### What you will do
The answer must be every line below that contains the string "else".

### Stored data
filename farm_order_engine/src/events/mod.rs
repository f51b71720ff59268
mod channel;
mod event_types;
mod hooks;

pub use channel::{EventHandler, EventProducer, Handler};
pub use event_types::*;
pub use hooks::{EventHandlers, EventHooks, EventProducers};
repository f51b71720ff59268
use std::fmt::Debug;

use chrono::Utc;
use log::*;

use crate::{
    engine_api::order_objects::IntegrityReport,
    traits::{IntegrityChecks, LifecycleError},
};

/// Post-hoc health checks over orders, payments and inventory. Every finding is reported for manual follow-up and
/// nothing is ever corrected automatically.
pub struct IntegrityApi<B> {
    db: B,
}

impl<B> Debug for IntegrityApi<B> {
    fn fmt(&self, f: &mut std::fmt::Formatter<'_>) -> std::fmt::Result {
        write!(f, "IntegrityApi")
    }
}

impl<B> IntegrityApi<B>
where B: IntegrityChecks
{
    pub fn new(db: B) -> Self {
        Self { db }
    }

    pub async fn check(&self) -> Result<IntegrityReport, LifecycleError> {
        let mut issues = self.db.find_duplicate_deposits().await?;
        issues.extend(self.db.find_total_mismatches().await?);
        issues.extend(self.db.find_allocation_out_of_bounds().await?);
        issues.extend(self.db.find_allocation_drift().await?);
        if issues.is_empty() {
            info!("🩺️ Integrity check found no issues");
        } else {
            warn!("🩺️ Integrity check found {} issues", issues.len());
        }
        for issue in &issues {
            warn!("🩺️ {:?} on {}: {}", issue.kind, issue.subject, issue.detail);
        }
        Ok(IntegrityReport { checked_at: Utc::now(), issues })
    }
}
use crate::{
    db_types::{DiscountCode, NewDiscountCode},
    traits::LifecycleError,
};

/// Referral and rebate codes. Checkout only ever reads a code; its usage counter is incremented as part of the order
/// insert transaction.
#[allow(async_fn_in_trait)]
pub trait DiscountCodeStore {
    /// Returns the active code matching `code` (case-insensitive), if any.
    async fn lookup_code(&self, code: &str) -> Result<Option<DiscountCode>, LifecycleError>;

    async fn create_code(&self, code: NewDiscountCode) -> Result<DiscountCode, LifecycleError>;

    async fn fetch_codes(&self) -> Result<Vec<DiscountCode>, LifecycleError>;
}
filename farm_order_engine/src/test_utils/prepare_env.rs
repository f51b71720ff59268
use log::*;
use sqlx::{migrate::MigrateDatabase, Sqlite};

use crate::SqliteDatabase;

/// Creates a fresh database at `url`, dropping any previous one, and brings its schema up to date.
pub async fn prepare_test_env(url: &str) -> SqliteDatabase {
    dotenvy::from_filename(".env.test").ok();
    let _ = env_logger::try_init();
    debug!("🚀️ Logging initialised");
    create_database(url).await;
    let db = SqliteDatabase::new_with_url(url, 5).await.expect("Error creating connection to database");
    db.migrate().await.expect("Error running DB migrations");
    info!("🚀️ Migrations complete");
    db
}

pub fn random_db_path() -> String {
    let path = std::env::temp_dir().join(format!("farm_orders_test_{}.db", rand::random::<u64>()));
    format!("sqlite://{}", path.display())
}

pub async fn create_database(url: &str) {
    if Sqlite::database_exists(url).await.unwrap_or(false) {
        if let Err(e) = Sqlite::drop_database(url).await {
            warn!("Error dropping database {url}: {e:?}");
        }
    }
    Sqlite::create_database(url).await.expect("Error creating database");
    info!("Created Sqlite database {url}");
}
mod cucumber;
mod support;

use ::cucumber::{codegen::LocalBoxFuture, event::ScenarioFinished, gherkin, writer, World};
use futures_util::FutureExt;
use log::*;
use tokio::runtime::Runtime;

use crate::cucumber::FarmWorld;

fn main() {
    dotenvy::from_filename(".env.test").ok();
    let _ = env_logger::try_init();
    let sys = Runtime::new().unwrap();
    sys.block_on(
        FarmWorld::cucumber()
            .with_writer(writer::Libtest::or_basic())
            .after(|_f, _r, scenario, ev, w| post_test_hook(scenario, ev, w))
            .run("tests/features"),
    );
    info!("🚀️ Tests complete");
}

fn post_test_hook<'a>(
    scenario: &'a gherkin::Scenario,
    ev: &'a ScenarioFinished,
    world: Option<&'a mut FarmWorld>,
) -> LocalBoxFuture<'a, ()> {
    let fut = async move {
        trace!("🚀️ After-scenario hook running for \"{}\"", scenario.name);
        let Some(system) = world.and_then(|w| w.system.take()) else {
            warn!("🚀️ World was not specified. Cannot clean up database.");
            return;
        };
        match ev {
            ScenarioFinished::StepFailed(_, _, _) | ScenarioFinished::StepSkipped => {
                error!("🚀️ Error in scenario, database retained: {}", system.url);
            },
            ScenarioFinished::StepPassed => {
                debug!("🚀️ Scenario complete, removing database: {}", system.url);
                system.tear_down().await;
            },
            _ => trace!("🚀️ Unhandled event: {ev:?}"),
        }
        trace!("🚀️ After-scenario hook complete");
    };
    fut.boxed_local()
}
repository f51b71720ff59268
mod admin;
mod helpers;
mod mocks;
mod orders;
mod webhooks;
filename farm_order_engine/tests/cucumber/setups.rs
use cucumber::given;
use farm_order_engine::db_types::{DiscountKind, InventoryKind};

use crate::{cucumber::FarmWorld, support::TestSystem};

#[given("a fresh install")]
async fn fresh_database(world: &mut FarmWorld) {
    world.system = Some(TestSystem::new().await);
}

#[given(expr = "a pig box preset {string} with capacity {int}")]
async fn box_preset(world: &mut FarmWorld, code: String, capacity: i64) {
    let unit = world.system().unit(&code, InventoryKind::BoxPreset, capacity, None).await;
    world.units.insert(code, unit.id);
}

#[given(expr = "an egg batch {string} for week {string} with capacity {int}")]
async fn egg_batch(world: &mut FarmWorld, code: String, week: String, capacity: i64) {
    let unit = world.system().unit(&code, InventoryKind::EggBatch, capacity, Some(&week)).await;
    world.units.insert(code, unit.id);
}

#[given(expr = "a referral code {string} worth {int}")]
async fn referral_code(world: &mut FarmWorld, code: String, amount: i64) {
    world.system().discount_code(&code, DiscountKind::Referral, amount).await;
}
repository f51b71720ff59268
pub mod prepare_env;
pub mod seed;
use std::{
    future::Future,
    pin::Pin,
    sync::{
        atomic::{AtomicI32, Ordering},
        Arc,
    },
    time::Duration,
};

use farm_order_engine::{
    amendment_plan::RequestedAmendment,
    db_types::{InventoryKind, OrderStatusType, ProductLine},
    events::{EventHandlers, EventHooks},
    order_objects::{CheckoutItem, CheckoutRequest},
};
use log::*;
use support::{days_from_today, today, ProviderBehaviour, TestSystem};

mod support;

#[derive(Default, Clone)]
struct HookCalled {
    called: Arc<AtomicI32>,
}

impl HookCalled {
    pub fn called(&self) {
        let _ = self.called.fetch_add(1, Ordering::Relaxed);
    }

    pub fn count(&self) -> i32 {
        self.called.load(Ordering::Relaxed)
    }
}

type BoxedFuture = Pin<Box<dyn Future<Output = ()> + Send>>;

fn counter(hook: &HookCalled) -> impl Fn(String) -> BoxedFuture {
    let hook = hook.clone();
    move |what: String| -> BoxedFuture {
        info!("🪝️ {what}");
        hook.called();
        Box::pin(async {})
    }
}

struct Counters {
    created: HookCalled,
    paid: HookCalled,
    modified: HookCalled,
    annulled: HookCalled,
}

async fn setup() -> (TestSystem, Counters) {
    let counters = Counters {
        created: HookCalled::default(),
        paid: HookCalled::default(),
        modified: HookCalled::default(),
        annulled: HookCalled::default(),
    };
    let mut hooks = EventHooks::default();
    let created = counter(&counters.created);
    let paid = counter(&counters.paid);
    let modified = counter(&counters.modified);
    let annulled = counter(&counters.annulled);
    hooks
        .on_order_created(move |ev| created(format!("created {}", ev.order.order_number)))
        .on_order_paid(move |ev| paid(format!("paid {}", ev.order.order_number)))
        .on_order_modified(move |ev| modified(format!("modified {}", ev.new_order.order_number)))
        .on_order_annulled(move |ev| annulled(format!("annulled {} ({})", ev.order.order_number, ev.status)));
    let handlers = EventHandlers::new(16, hooks);
    let producers = handlers.producers();
    handlers.start_handlers().await;
    (TestSystem::with_producers(producers).await, counters)
}

async fn settle() {
    tokio::time::sleep(Duration::from_millis(100)).await;
}

fn order_request(unit_id: i64, fulfillment_in_days: i64) -> CheckoutRequest {
    CheckoutRequest::new("alice@example.com", ProductLine::PigBox, days_from_today(fulfillment_in_days))
        .with_item(CheckoutItem::new("pig_box_10kg", Some(unit_id), 1))
}

#[tokio::test]
async fn order_lifecycle_fires_hooks() {
    let (sys, counters) = setup().await;
    let unit = sys.unit("pig-box-spring", InventoryKind::BoxPreset, 10, None).await;
    let order = sys.flow.checkout(order_request(unit.id, 30), today()).await.unwrap().order;
    settle().await;
    assert_eq!(counters.created.count(), 1);
    assert_eq!(counters.paid.count(), 0);

    let extras = vec![RequestedAmendment::new("sausages", None, 1)];
    sys.amendments.amend(&order.order_number, None, extras, today()).await.unwrap();
    let paid = sys.flow.pay_remainder(&order.order_number).await.unwrap();
    assert_eq!(paid.order.status, OrderStatusType::FullyPaid);
    settle().await;
    assert_eq!(counters.modified.count(), 1);
    assert_eq!(counters.paid.count(), 1);
    assert_eq!(counters.annulled.count(), 0);
    sys.tear_down().await;
}

#[tokio::test]
async fn short_notice_order_is_paid_at_checkout() {
    let (sys, counters) = setup().await;
    let unit = sys.unit("pig-box-spring", InventoryKind::BoxPreset, 10, None).await;
    sys.flow.checkout(order_request(unit.id, 5), today()).await.unwrap();
    settle().await;
    assert_eq!(counters.created.count(), 1);
    assert_eq!(counters.paid.count(), 1);
    sys.tear_down().await;
}

#[tokio::test]
async fn cancellations_forfeitures_and_failed_deposits_annul() {
    let (sys, counters) = setup().await;
    let unit = sys.unit("pig-box-spring", InventoryKind::BoxPreset, 10, None).await;
    let cancelled = sys.flow.checkout(order_request(unit.id, 30), today()).await.unwrap().order;
    sys.flow.cancel_order(&cancelled.order_number, "customer request").await.unwrap();
    let _overdue = sys.flow.checkout(order_request(unit.id, 30), today()).await.unwrap().order;
    let report = sys.sweeper.sweep(days_from_today(26)).await;
    assert_eq!(report.forfeited.len(), 1);
    sys.provider.set_behaviour(ProviderBehaviour::Decline);
    assert!(sys.flow.checkout(order_request(unit.id, 30), today()).await.is_err());
    settle().await;
    assert_eq!(counters.created.count(), 3);
    assert_eq!(counters.annulled.count(), 3);
    assert_eq!(counters.paid.count(), 0);
    assert_eq!(sys.allocated(unit.id).await, 0);
    sys.tear_down().await;
}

### Result of this task
        } else {
        let Some(system) = world.and_then(|w| w.system.take()) else {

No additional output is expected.